Collected data entries

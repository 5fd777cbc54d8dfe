//! Link mutations

use std::sync::Arc;

use async_graphql::{Context, ErrorExtensions, InputObject, Object, Result, ID};
use bson::oid::ObjectId;

use crate::error::ApiError;
use crate::graphql::guards::AuthGuard;
use crate::graphql::types::{Comment, Link, User};
use crate::models::{Comment as DbComment, CurrentUser, Link as DbLink};
use crate::repositories::LinkRepository;
use crate::services::{PageMetadataFetcher, TagService};

/// Input for creating a link
#[derive(Debug, InputObject)]
pub struct NewLink {
    /// Target URL (must not already be shared)
    pub url: String,
    /// Optional initial comment
    pub comment: Option<String>,
    /// Optional tag names, created lazily
    pub tags: Option<Vec<String>>,
}

/// Input for editing a link
#[derive(Debug, InputObject)]
pub struct EditLink {
    pub id: ID,
    /// Replacement URL; unchanged when omitted
    pub url: Option<String>,
    /// Replacement tag names; unchanged when omitted
    pub tags: Option<Vec<String>>,
}

/// Fail with Unauthorized unless the current user owns the link
fn ensure_owner(link: &DbLink, user_id: &ObjectId) -> Result<(), ApiError> {
    if link.owner != *user_id {
        return Err(ApiError::Unauthorized(
            "only the link owner can modify it".into(),
        ));
    }
    Ok(())
}

fn parse_id(id: &str) -> Result<ObjectId, ApiError> {
    Ok(ObjectId::parse_str(id)?)
}

/// Link lifecycle mutations
#[derive(Default)]
pub struct LinkMutation;

#[Object]
impl LinkMutation {
    /// Share a new link.
    ///
    /// Fails with CONFLICT when the URL is already shared. Page metadata
    /// (title/description/image) is fetched best-effort and never fails the
    /// mutation.
    #[graphql(guard = "AuthGuard")]
    async fn create_link(&self, ctx: &Context<'_>, link: NewLink) -> Result<Link> {
        let repo = ctx.data::<Arc<dyn LinkRepository>>()?;
        let tag_service = ctx.data::<TagService>()?;
        let page_meta = ctx.data::<Arc<dyn PageMetadataFetcher>>()?;
        let CurrentUser(user) = ctx.data::<CurrentUser>()?;

        if repo
            .find_by_url(&link.url)
            .await
            .map_err(|e| e.extend())?
            .is_some()
        {
            return Err(ApiError::Conflict {
                resource_type: "link",
                id: link.url,
            }
            .extend());
        }

        let mut new_link = DbLink::new(&link.url, user.id);

        if let Some(metadata) = page_meta.fetch(&link.url).await {
            new_link.title = metadata.title;
            new_link.description = metadata.description;
            new_link.image_url = metadata.image_url;
        }

        if let Some(text) = link.comment.filter(|text| !text.is_empty()) {
            new_link.comments.push(DbComment::new(user.id, text));
        }

        if let Some(tags) = &link.tags {
            new_link.tags = tag_service.resolve_names(tags).await.map_err(|e| e.extend())?;
        }

        repo.insert(&new_link).await.map_err(|e| e.extend())?;
        tracing::info!(link_id = %new_link.id, url = %new_link.url, "link created");

        Ok(Link::from(new_link))
    }

    /// Edit a link's URL and tags. Only the owner may edit.
    #[graphql(guard = "AuthGuard")]
    async fn edit_link(&self, ctx: &Context<'_>, link: EditLink) -> Result<Link> {
        let repo = ctx.data::<Arc<dyn LinkRepository>>()?;
        let tag_service = ctx.data::<TagService>()?;
        let CurrentUser(user) = ctx.data::<CurrentUser>()?;

        let link_id = parse_id(&link.id).map_err(|e| e.extend())?;
        let mut existing = repo
            .find_by_id(link_id)
            .await
            .map_err(|e| e.extend())?
            .ok_or_else(|| {
                ApiError::NotFound {
                    resource_type: "link",
                    id: link.id.to_string(),
                }
                .extend()
            })?;

        ensure_owner(&existing, &user.id).map_err(|e| e.extend())?;

        if let Some(new_url) = &link.url {
            if *new_url != existing.url
                && repo
                    .find_by_url(new_url)
                    .await
                    .map_err(|e| e.extend())?
                    .is_some()
            {
                return Err(ApiError::Conflict {
                    resource_type: "link",
                    id: new_url.clone(),
                }
                .extend());
            }
            existing.url = new_url.clone();
        }

        if let Some(tags) = &link.tags {
            existing.tags = tag_service.resolve_names(tags).await.map_err(|e| e.extend())?;
        }

        repo.update_fields(link_id, &existing.url, &existing.tags)
            .await
            .map_err(|e| e.extend())?;

        Ok(Link::from(existing))
    }

    /// Remove a link. Only the owner may remove it.
    #[graphql(guard = "AuthGuard")]
    async fn remove_link(&self, ctx: &Context<'_>, link_id: ID) -> Result<bool> {
        let repo = ctx.data::<Arc<dyn LinkRepository>>()?;
        let CurrentUser(user) = ctx.data::<CurrentUser>()?;

        let id = parse_id(&link_id).map_err(|e| e.extend())?;
        let existing = repo
            .find_by_id(id)
            .await
            .map_err(|e| e.extend())?
            .ok_or_else(|| {
                ApiError::NotFound {
                    resource_type: "link",
                    id: link_id.to_string(),
                }
                .extend()
            })?;

        ensure_owner(&existing, &user.id).map_err(|e| e.extend())?;

        repo.delete(id).await.map_err(|e| e.extend())
    }

    /// Comment on a link
    #[graphql(guard = "AuthGuard")]
    async fn add_link_comment(
        &self,
        ctx: &Context<'_>,
        link_id: ID,
        comment: String,
    ) -> Result<Comment> {
        let repo = ctx.data::<Arc<dyn LinkRepository>>()?;
        let CurrentUser(user) = ctx.data::<CurrentUser>()?;

        let id = parse_id(&link_id).map_err(|e| e.extend())?;
        repo.find_by_id(id)
            .await
            .map_err(|e| e.extend())?
            .ok_or_else(|| {
                ApiError::NotFound {
                    resource_type: "link",
                    id: link_id.to_string(),
                }
                .extend()
            })?;

        let new_comment = DbComment::new(user.id, comment);
        repo.push_comment(id, &new_comment)
            .await
            .map_err(|e| e.extend())?;

        Ok(Comment::from(new_comment))
    }

    /// Remove a comment from a link. Only the comment's author may remove it.
    #[graphql(guard = "AuthGuard")]
    async fn remove_link_comment(
        &self,
        ctx: &Context<'_>,
        link_id: ID,
        comment_id: ID,
    ) -> Result<bool> {
        let repo = ctx.data::<Arc<dyn LinkRepository>>()?;
        let CurrentUser(user) = ctx.data::<CurrentUser>()?;

        let id = parse_id(&link_id).map_err(|e| e.extend())?;
        let comment_oid = parse_id(&comment_id).map_err(|e| e.extend())?;

        let link = repo
            .find_by_id(id)
            .await
            .map_err(|e| e.extend())?
            .ok_or_else(|| {
                ApiError::NotFound {
                    resource_type: "link",
                    id: link_id.to_string(),
                }
                .extend()
            })?;

        let comment = link.comment(&comment_oid).ok_or_else(|| {
            ApiError::NotFound {
                resource_type: "comment",
                id: comment_id.to_string(),
            }
            .extend()
        })?;

        if comment.user != user.id {
            return Err(
                ApiError::Unauthorized("only the comment author can remove it".into()).extend(),
            );
        }

        repo.pull_comment(id, comment_oid)
            .await
            .map_err(|e| e.extend())
    }

    /// Vote for a link.
    ///
    /// Fails with PRECONDITION_FAILED for self-votes and duplicate votes.
    /// Returns the voting user.
    #[graphql(guard = "AuthGuard")]
    async fn add_link_vote(&self, ctx: &Context<'_>, link_id: ID) -> Result<User> {
        let repo = ctx.data::<Arc<dyn LinkRepository>>()?;
        let CurrentUser(user) = ctx.data::<CurrentUser>()?;

        let id = parse_id(&link_id).map_err(|e| e.extend())?;
        let link = repo
            .find_by_id(id)
            .await
            .map_err(|e| e.extend())?
            .ok_or_else(|| {
                ApiError::NotFound {
                    resource_type: "link",
                    id: link_id.to_string(),
                }
                .extend()
            })?;

        if link.owner == user.id {
            return Err(ApiError::PreconditionFailed(
                "the link owner cannot vote for their own link".into(),
            )
            .extend());
        }

        if link.has_vote_from(&user.id) {
            return Err(
                ApiError::PreconditionFailed("user already voted for this link".into()).extend(),
            );
        }

        repo.add_vote(id, user.id).await.map_err(|e| e.extend())?;

        Ok(User::from(user.clone()))
    }
}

WORK TO BE COMPLETED — If a line of the records includes the string "title", copy it out.

SOLVED EXERCISE —
    /// (title/description/image) is fetched best-effort and never fails the
            new_link.title = metadata.title;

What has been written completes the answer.